DIRECTIONS FOR THIS TASK – Return, from the listing that follows, each line containing the word "streams".

INPUT DATA –
========================

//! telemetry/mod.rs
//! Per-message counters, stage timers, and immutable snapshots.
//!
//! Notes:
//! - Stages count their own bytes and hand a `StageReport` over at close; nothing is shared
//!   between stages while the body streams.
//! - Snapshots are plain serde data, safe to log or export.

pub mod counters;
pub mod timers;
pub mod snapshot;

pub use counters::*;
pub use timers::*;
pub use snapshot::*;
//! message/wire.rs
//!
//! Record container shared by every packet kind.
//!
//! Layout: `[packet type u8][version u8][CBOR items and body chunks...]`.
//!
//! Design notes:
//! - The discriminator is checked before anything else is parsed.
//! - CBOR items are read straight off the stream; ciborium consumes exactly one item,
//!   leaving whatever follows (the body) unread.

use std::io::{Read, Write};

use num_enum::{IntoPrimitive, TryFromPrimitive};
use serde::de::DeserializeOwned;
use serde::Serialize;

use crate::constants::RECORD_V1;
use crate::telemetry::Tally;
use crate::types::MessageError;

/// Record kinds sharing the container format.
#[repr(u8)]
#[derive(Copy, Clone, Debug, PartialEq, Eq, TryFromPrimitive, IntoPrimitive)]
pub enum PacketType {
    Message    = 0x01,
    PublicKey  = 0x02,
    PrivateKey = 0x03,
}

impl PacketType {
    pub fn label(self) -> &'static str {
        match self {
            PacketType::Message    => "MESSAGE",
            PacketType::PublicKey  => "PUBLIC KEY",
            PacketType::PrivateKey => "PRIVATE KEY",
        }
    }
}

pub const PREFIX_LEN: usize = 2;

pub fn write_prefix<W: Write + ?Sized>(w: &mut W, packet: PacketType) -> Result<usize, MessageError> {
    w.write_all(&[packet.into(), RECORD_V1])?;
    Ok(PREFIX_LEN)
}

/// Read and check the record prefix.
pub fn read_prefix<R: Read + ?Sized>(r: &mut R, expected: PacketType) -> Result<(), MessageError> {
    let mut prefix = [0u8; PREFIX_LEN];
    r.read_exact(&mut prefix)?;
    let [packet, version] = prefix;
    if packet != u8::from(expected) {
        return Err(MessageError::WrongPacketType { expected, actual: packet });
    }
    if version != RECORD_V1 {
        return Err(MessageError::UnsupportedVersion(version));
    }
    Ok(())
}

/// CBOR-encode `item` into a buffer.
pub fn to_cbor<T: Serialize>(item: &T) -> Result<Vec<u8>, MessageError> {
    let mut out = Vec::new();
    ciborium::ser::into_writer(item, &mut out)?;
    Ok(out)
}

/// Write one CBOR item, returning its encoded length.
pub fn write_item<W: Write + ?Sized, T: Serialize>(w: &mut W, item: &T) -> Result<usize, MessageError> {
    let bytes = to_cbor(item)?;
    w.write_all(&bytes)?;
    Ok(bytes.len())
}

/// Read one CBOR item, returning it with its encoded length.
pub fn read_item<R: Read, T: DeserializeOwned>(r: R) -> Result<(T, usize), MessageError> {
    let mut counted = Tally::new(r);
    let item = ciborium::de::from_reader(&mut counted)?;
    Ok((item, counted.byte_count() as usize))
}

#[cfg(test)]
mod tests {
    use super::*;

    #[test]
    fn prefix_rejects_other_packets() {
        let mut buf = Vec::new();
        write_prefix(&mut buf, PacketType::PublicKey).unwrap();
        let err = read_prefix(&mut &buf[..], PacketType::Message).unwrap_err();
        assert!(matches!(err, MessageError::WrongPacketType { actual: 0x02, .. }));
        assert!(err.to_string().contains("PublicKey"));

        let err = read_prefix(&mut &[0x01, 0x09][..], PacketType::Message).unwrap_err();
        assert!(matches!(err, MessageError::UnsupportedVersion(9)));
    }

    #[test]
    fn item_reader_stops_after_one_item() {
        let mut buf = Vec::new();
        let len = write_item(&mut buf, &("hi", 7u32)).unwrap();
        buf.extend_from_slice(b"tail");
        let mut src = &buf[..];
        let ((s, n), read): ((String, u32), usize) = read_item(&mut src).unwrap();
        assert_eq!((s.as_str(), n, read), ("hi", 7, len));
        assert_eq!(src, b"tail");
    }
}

========================

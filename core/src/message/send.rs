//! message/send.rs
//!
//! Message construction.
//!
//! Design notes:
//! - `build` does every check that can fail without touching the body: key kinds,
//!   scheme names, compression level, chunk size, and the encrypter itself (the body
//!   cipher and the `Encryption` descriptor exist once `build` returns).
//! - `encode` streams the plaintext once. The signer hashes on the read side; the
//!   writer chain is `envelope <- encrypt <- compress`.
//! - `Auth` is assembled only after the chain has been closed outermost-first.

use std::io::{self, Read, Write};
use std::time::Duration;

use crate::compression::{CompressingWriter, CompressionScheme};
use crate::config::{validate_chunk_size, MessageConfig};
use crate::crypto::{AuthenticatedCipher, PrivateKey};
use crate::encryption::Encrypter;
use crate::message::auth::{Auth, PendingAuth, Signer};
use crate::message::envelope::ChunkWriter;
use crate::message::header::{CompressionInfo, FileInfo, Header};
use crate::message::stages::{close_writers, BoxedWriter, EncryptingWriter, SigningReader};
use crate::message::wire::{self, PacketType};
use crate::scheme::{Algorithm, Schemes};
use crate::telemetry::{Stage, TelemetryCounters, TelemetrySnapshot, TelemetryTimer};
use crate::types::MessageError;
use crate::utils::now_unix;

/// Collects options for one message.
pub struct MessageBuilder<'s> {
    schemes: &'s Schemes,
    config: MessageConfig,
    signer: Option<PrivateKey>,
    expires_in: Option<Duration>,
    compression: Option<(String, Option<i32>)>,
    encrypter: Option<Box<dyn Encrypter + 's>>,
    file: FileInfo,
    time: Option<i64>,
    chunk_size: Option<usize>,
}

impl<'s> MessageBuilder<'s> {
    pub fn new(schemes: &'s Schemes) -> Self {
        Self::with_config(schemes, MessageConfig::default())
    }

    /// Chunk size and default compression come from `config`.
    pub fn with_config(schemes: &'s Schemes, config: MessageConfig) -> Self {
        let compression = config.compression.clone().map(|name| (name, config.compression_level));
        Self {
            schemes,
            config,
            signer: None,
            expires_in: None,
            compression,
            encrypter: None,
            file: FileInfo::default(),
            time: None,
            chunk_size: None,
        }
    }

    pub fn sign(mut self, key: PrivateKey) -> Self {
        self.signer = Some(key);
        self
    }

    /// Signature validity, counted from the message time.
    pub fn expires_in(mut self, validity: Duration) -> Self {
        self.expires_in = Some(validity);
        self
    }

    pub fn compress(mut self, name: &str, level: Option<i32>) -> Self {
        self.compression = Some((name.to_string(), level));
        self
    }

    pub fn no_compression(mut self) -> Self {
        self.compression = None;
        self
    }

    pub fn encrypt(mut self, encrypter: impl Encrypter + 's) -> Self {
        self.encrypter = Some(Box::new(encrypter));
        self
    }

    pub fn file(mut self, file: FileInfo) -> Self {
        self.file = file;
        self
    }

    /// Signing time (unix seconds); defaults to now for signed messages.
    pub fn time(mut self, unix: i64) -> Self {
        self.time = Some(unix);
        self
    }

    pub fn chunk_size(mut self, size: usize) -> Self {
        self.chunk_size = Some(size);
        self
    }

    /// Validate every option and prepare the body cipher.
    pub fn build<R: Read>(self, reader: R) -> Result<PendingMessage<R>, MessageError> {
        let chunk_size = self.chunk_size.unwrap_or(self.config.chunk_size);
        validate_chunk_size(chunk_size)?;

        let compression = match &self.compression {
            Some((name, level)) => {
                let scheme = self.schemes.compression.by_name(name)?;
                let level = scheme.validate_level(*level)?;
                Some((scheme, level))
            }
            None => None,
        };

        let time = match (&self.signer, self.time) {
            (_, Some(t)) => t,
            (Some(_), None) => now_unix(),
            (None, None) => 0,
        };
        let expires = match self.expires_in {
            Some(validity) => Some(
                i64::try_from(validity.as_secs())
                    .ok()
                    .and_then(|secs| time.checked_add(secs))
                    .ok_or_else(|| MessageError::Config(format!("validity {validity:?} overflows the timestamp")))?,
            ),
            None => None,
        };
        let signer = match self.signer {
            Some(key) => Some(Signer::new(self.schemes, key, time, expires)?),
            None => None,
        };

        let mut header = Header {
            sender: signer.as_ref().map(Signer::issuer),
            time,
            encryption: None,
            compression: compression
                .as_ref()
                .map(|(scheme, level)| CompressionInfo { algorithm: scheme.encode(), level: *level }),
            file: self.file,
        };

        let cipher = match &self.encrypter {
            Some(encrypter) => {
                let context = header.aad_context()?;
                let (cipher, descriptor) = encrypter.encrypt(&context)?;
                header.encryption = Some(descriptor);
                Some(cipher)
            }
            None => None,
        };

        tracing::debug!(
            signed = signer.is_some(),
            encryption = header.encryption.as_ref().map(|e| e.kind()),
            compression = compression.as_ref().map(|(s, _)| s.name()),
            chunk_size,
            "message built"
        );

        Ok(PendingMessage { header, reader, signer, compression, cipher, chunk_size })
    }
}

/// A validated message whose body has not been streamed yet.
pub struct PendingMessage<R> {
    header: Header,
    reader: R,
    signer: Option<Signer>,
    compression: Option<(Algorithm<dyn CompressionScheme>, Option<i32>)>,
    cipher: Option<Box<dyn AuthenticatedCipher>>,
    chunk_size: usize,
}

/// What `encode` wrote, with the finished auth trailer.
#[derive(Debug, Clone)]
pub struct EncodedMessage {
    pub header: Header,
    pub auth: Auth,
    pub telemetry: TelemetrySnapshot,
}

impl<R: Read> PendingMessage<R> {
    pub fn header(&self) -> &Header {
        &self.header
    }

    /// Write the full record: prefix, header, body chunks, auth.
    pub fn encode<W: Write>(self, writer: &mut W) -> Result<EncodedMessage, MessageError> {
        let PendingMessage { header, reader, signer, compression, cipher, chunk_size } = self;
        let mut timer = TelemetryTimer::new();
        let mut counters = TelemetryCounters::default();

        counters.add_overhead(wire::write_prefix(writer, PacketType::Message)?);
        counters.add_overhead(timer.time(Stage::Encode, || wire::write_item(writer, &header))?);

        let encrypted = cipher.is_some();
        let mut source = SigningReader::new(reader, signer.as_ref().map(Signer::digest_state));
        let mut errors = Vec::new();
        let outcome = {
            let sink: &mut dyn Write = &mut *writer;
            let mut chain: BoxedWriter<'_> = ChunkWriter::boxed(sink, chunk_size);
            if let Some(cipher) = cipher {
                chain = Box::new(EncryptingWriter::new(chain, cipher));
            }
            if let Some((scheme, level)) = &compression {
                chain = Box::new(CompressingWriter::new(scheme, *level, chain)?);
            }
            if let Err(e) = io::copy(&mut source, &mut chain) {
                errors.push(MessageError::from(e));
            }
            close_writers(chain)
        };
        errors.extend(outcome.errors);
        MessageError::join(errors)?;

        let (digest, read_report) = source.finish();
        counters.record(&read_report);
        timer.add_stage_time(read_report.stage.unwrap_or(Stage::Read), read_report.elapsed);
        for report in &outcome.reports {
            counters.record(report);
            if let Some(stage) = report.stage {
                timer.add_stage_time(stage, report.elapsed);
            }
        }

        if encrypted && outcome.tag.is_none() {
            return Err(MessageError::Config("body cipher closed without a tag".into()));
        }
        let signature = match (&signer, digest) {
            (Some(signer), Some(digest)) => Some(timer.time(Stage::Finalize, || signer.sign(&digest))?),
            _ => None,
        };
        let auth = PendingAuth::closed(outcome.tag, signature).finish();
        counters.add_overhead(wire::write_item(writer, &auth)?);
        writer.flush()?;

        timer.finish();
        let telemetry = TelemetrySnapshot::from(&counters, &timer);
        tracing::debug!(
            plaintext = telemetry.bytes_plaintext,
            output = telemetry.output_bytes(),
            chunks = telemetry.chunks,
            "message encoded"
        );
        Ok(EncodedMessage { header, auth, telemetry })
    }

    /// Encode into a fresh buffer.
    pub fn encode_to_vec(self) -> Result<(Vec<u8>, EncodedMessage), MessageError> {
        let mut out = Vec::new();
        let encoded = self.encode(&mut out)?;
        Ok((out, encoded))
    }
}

========================

OUTPUT BELOW –
//!   between stages while the body streams.
//! - `encode` streams the plaintext once. The signer hashes on the read side; the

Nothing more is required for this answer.